Carlisle hotel on Top Ten Most Endangered Buildings list

Investment is desperately needed to save this important city centre building currently languishing in the hands of the Queen’s Crown Estate Solicitors.

Grade II-listed, since delisted, 1880, Daniel Birkett

Contrary to what its name suggests, the Great Central Hotel has no connection to the railway company of the same name, which ran services between Yorkshire, Lancashire, and London Marylebone, and never travelled as far north as Carlisle. Its name relates to its central position within the city, where it backs onto and incorporates a section of the medieval city wall. Designed by Daniel Birkett, the building is constructed from contrasting sandstones and incorporates pilasters in the Corinthian order as well as stone panels decorated with the coat of arms of Carlisle, the date of its construction, and various scenes from Aesop’s fables. Its design is elaborate and aspires to a high social status, but today little of this is visible from the street, because the elevations are concealed behind scaffolding. Owned by the Crown Estate since 1979, the hotel closed in 2004, and has since fallen into disrepair. The local council has spent £77,000 on the building in recent years, but the projected cost of repairs has made it difficult to find a developer willing to take it on.

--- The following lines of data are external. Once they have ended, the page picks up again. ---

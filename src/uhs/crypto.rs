//! Cipher transforms for the UHS format.
//!
//! Three independent substitution ciphers are in play, one per encoding era,
//! and they are never mixed: the keyless 88a cipher, the keyed cipher used by
//! `nesthint` and `incentive` hunks, and the keyed cipher used by `text`
//! hunks. The two keyed variants differ only in what the key byte is XORed
//! with, and that difference must be reproduced exactly.
//!
//! The `encrypt_*` inverses exist so tests can synthesize valid fixture
//! files from plaintext; they are not a file writer.

use log::trace;

/// Derives the decryption key for formats after 88a.
///
/// For title string S: `key[i] = S[i] + (['k','e','y'][i % 3] ^ (i + 40))`,
/// reduced into printable range by repeatedly subtracting 96 while > 127.
/// The title is that of the master subject node, not the filename.
pub fn generate_key(title: &str) -> Vec<i32> {
    trace!("Generating key from {}-char title", title.chars().count());
    let k = [b'k' as i32, b'e' as i32, b'y' as i32];
    title
        .chars()
        .enumerate()
        .map(|(i, c)| {
            let mut v = c as i32 + (k[i % 3] ^ (i as i32 + 40));
            while v > 127 {
                v -= 96;
            }
            v
        })
        .collect()
}

/// Decrypts 88a hint lines and standalone `hint` hunk content.
///
/// Keyless: values below 32 pass through, 32..80 map via `c*2 - 32`,
/// 80 and above map via `c*2 - 127`.
pub fn decrypt_88a(input: &str) -> String {
    input
        .chars()
        .map(|c| {
            let v = c as i32;
            let v = if v < 32 {
                v
            } else if v < 80 {
                v * 2 - 32
            } else {
                v * 2 - 127
            };
            to_char(v)
        })
        .collect()
}

/// Decrypts the content of `nesthint` and `incentive` hunks.
///
/// `c - (key[i % keylen] ^ (i + 40))`, normalized into printable range by
/// adding 96 while below 32. Note the XOR uses the absolute character
/// position, unlike [`decrypt_text`].
pub fn decrypt_nest(input: &str, key: &[i32]) -> String {
    if key.is_empty() {
        return input.to_string();
    }
    input
        .chars()
        .enumerate()
        .map(|(i, c)| {
            let mut v = c as i32 - (key[i % key.len()] ^ (i as i32 + 40));
            while v < 32 {
                v += 96;
            }
            to_char(v)
        })
        .collect()
}

/// Decrypts the content of `text` hunks.
///
/// `c - (key[i % keylen] ^ (i % keylen + 40))`: the XOR uses the key index,
/// not the absolute position. Same normalization as [`decrypt_nest`].
pub fn decrypt_text(input: &str, key: &[i32]) -> String {
    if key.is_empty() {
        return input.to_string();
    }
    input
        .chars()
        .enumerate()
        .map(|(i, c)| {
            let off = (i % key.len()) as i32;
            let mut v = c as i32 - (key[i % key.len()] ^ (off + 40));
            while v < 32 {
                v += 96;
            }
            to_char(v)
        })
        .collect()
}

/// Inverse of [`decrypt_88a`] for plaintext in the printable range.
pub fn encrypt_88a(input: &str) -> String {
    input
        .chars()
        .map(|c| {
            let v = c as i32;
            let v = if v < 32 {
                v
            } else if v % 2 == 0 {
                (v + 32) / 2
            } else {
                (v + 127) / 2
            };
            to_char(v)
        })
        .collect()
}

/// Inverse of [`decrypt_nest`] for plaintext in the printable range.
pub fn encrypt_nest(input: &str, key: &[i32]) -> String {
    if key.is_empty() {
        return input.to_string();
    }
    input
        .chars()
        .enumerate()
        .map(|(i, c)| {
            let mut v = c as i32 + (key[i % key.len()] ^ (i as i32 + 40));
            while v > 127 {
                v -= 96;
            }
            to_char(v)
        })
        .collect()
}

/// Inverse of [`decrypt_text`] for plaintext in the printable range.
pub fn encrypt_text(input: &str, key: &[i32]) -> String {
    if key.is_empty() {
        return input.to_string();
    }
    input
        .chars()
        .enumerate()
        .map(|(i, c)| {
            let off = (i % key.len()) as i32;
            let mut v = c as i32 + (key[i % key.len()] ^ (off + 40));
            while v > 127 {
                v -= 96;
            }
            to_char(v)
        })
        .collect()
}

fn to_char(v: i32) -> char {
    char::from_u32(v as u32).unwrap_or(char::REPLACEMENT_CHARACTER)
}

Director of the The Victorian Society, Christopher Costelloe, said: ‘We’re grateful to everyone who nominated the Central Plaza Hotel, Carlisle. Like all the buildings included in this year’s Top Ten, it is a listed building meaning that the Government has recognised its national importance. The Council are to be commended for spending money on a building which the Crown Estate Solicitor will not market. I urge the public to share the Top Ten, and Griff’s message, to help raise awareness of the Central Plaza Hotel and help it to find the investment it so desperately needs.’

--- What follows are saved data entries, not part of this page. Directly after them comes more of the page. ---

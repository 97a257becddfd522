use std::cell::Cell;
use std::error::Error;
use std::fs;
use std::path::PathBuf;
use std::rc::Rc;

use tempfile::TempDir;
use uhs_reader::uhs::crypto::{encrypt_88a, encrypt_nest, encrypt_text, generate_key};
use uhs_reader::{
    AuxPolicy, DiagnosticSink, HotSpotZone, NodeKind, Severity, SharedNode, UhsError, UhsParser,
};

/// Counts reported diagnostics by severity, for asserting on recovery
/// behavior.
#[derive(Clone, Default)]
struct CountingSink {
    errors: Rc<Cell<usize>>,
    infos: Rc<Cell<usize>>,
}

impl DiagnosticSink for CountingSink {
    fn report(
        &self,
        severity: Severity,
        _source: &str,
        _message: &str,
        _line: usize,
        _cause: Option<&dyn Error>,
    ) {
        match severity {
            Severity::Error => self.errors.set(self.errors.get() + 1),
            Severity::Info => self.infos.set(self.infos.get() + 1),
        }
    }
}

fn write_fixture(dir: &TempDir, name: &str, bytes: &[u8]) -> PathBuf {
    let path = dir.path().join(name);
    fs::write(&path, bytes).expect("write fixture");
    path
}

/// Joins header and hunk lines with newlines, then appends the raw
/// binary section after a 0x1a divider.
fn assemble(header: &[&str], lines: &[String], raw: &[u8]) -> Vec<u8> {
    let mut text = String::new();
    for line in header {
        text.push_str(line);
        text.push('\n');
    }
    for line in lines {
        text.push_str(line);
        text.push('\n');
    }
    let mut bytes = text.into_bytes();
    if !raw.is_empty() {
        bytes.push(0x1a);
        bytes.extend_from_slice(raw);
    }
    bytes
}

/// Absolute file offset of the first raw byte, given the text section.
fn raw_base(header: &[&str], lines: &[String]) -> usize {
    let text: usize = header.iter().map(|l| l.len() + 1).sum::<usize>()
        + lines.iter().map(|l| l.len() + 1).sum::<usize>();
    text + 1
}

fn child(node: &SharedNode, n: usize) -> SharedNode {
    node.borrow()
        .child(n)
        .unwrap_or_else(|| panic!("missing child {}", n))
}

fn text_of(node: &SharedNode) -> String {
    node.borrow()
        .content()
        .as_text()
        .expect("text content")
        .to_string()
}

fn kind_of(node: &SharedNode) -> NodeKind {
    node.borrow().kind()
}

const TITLE_9X: &str = "The Test Adventure";

/// A 9x file with a master subject holding a hint, a link, and a nested
/// hint with an embedded text hunk, followed by version, info, and
/// incentive hunks.
fn full_9x_fixture(dir: &TempDir) -> PathBuf {
    let key = generate_key(TITLE_9X);
    let payload = encrypt_text("Hello hinter.", &key);

    let header = ["UHS", "Important Game Hints", "1", "1"];
    let build = |offset: usize| -> Vec<String> {
        vec![
            "Please upgrade your reader".to_string(),
            "** END OF 88A FORMAT **".to_string(),
            "18 subject".to_string(),
            TITLE_9X.to_string(),
            "5 hint".to_string(),
            "How do I start?".to_string(),
            encrypt_88a("Look around."),
            "-".to_string(),
            encrypt_88a("Open the door."),
            "3 link".to_string(),
            "Map ##2".to_string(),
            "3".to_string(),
            "8 nesthint".to_string(),
            "What about the key?".to_string(),
            encrypt_nest("It is hidden.", &key),
            "=".to_string(),
            "3 text".to_string(),
            "A note".to_string(),
            format!("000000 0 {:06} {:03}", offset, payload.len()),
            encrypt_nest("Under the mat.", &key),
            "3 version".to_string(),
            "96a".to_string(),
            "Compiled with UHS Note 1.0".to_string(),
            "4 info".to_string(),
            "-".to_string(),
            "author=Jane Doe".to_string(),
            "date=01-Jan-96".to_string(),
            "3 incentive".to_string(),
            "-".to_string(),
            encrypt_nest("3A", &key),
        ]
    };

    // The reference line is fixed-width, so the offset computed from a
    // draft stays valid in the final render.
    let offset = raw_base(&header, &build(0));
    let lines = build(offset);
    assert_eq!(offset, raw_base(&header, &lines));

    write_fixture(dir, "full9x.uhs", &assemble(&header, &lines, payload.as_bytes()))
}

#[test]
fn parses_a_9x_tree_with_every_major_hunk_type() {
    let dir = tempfile::tempdir().expect("tempdir");
    let path = full_9x_fixture(&dir);

    let root = UhsParser::new().parse(&path).expect("parse 9x fixture");
    assert_eq!(root.title(), "root");
    assert_eq!(root.child_count(), 4);

    let subject = root.child(0).expect("master subject");
    assert_eq!(kind_of(&subject), NodeKind::Subject);
    assert_eq!(text_of(&subject), TITLE_9X);
    assert_eq!(subject.borrow().id(), Some(1));
    assert_eq!(subject.borrow().child_count(), 3);

    // Plain hint: two divisions, both decrypted.
    let hint = child(&subject, 0);
    assert_eq!(kind_of(&hint), NodeKind::Hint);
    assert_eq!(text_of(&hint), "How do I start?");
    assert_eq!(hint.borrow().id(), Some(3));
    assert_eq!(hint.borrow().child_count(), 2);
    assert_eq!(text_of(&child(&hint, 0)), "Look around.");
    assert_eq!(text_of(&child(&hint, 1)), "Open the door.");
    // A revealed hint group starts with only its first child visible.
    assert_eq!(hint.borrow().revealed_count(), 1);

    // Link: escape-expanded title, target resolving to the hint group.
    let link = child(&subject, 1);
    assert_eq!(kind_of(&link), NodeKind::Link);
    assert_eq!(text_of(&link), "Map #2");
    assert!(link.borrow().is_link());
    assert_eq!(link.borrow().link_target(), Some(3));
    let resolved = root.resolve_link(3).expect("link target registered");
    assert!(Rc::ptr_eq(&resolved, &hint));

    // Nested hint: text before and after the embedded hunk becomes
    // separate hint children around it.
    let nest = child(&subject, 2);
    assert_eq!(kind_of(&nest), NodeKind::NestHint);
    assert_eq!(nest.borrow().id(), Some(11));
    assert_eq!(nest.borrow().child_count(), 3);
    assert_eq!(text_of(&child(&nest, 0)), "It is hidden.");
    let text_node = child(&nest, 1);
    assert_eq!(kind_of(&text_node), NodeKind::Text);
    assert_eq!(text_of(&text_node), "A note");
    assert_eq!(text_of(&child(&text_node, 0)), "Hello hinter.");
    assert_eq!(text_of(&child(&nest, 2)), "Under the mat.");

    // Auxiliary trailer in canon order.
    let version = root.child(1).expect("version");
    assert_eq!(kind_of(&version), NodeKind::Version);
    assert_eq!(text_of(&version), "Version: 96a");
    assert_eq!(text_of(&child(&version, 0)), "Compiled with UHS Note 1.0");

    let info = root.child(2).expect("info");
    assert_eq!(kind_of(&info), NodeKind::Info);
    assert_eq!(text_of(&info), "Info: -");
    // Fields are reordered into the fixed field order.
    assert_eq!(text_of(&child(&info, 0)), "date=01-Jan-96\nauthor=Jane Doe");

    let incentive = root.child(3).expect("incentive");
    assert_eq!(kind_of(&incentive), NodeKind::Incentive);
    assert_eq!(text_of(&incentive), "Incentive: -");
    assert_eq!(text_of(&child(&incentive, 0)), "3A");

    // Direct root children are forced fully visible.
    assert_eq!(root.node().borrow().revealed_count(), 4);
}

Status Update / March 2026

Five years after appearing on our list in 2015, the building was designated unsafe by the then-county council. Despite significant opposition from heritage groups including the Victorian Society, the buildings were demolished and the site was cleared. Since then, plans have been submitted by Whitbread to redevelop the vacant lot as a hotel under its Premier Inn moniker. These proposals involve repairs to the gable wall of another Victorian building – the Green Room Theatre – located on the western city walls.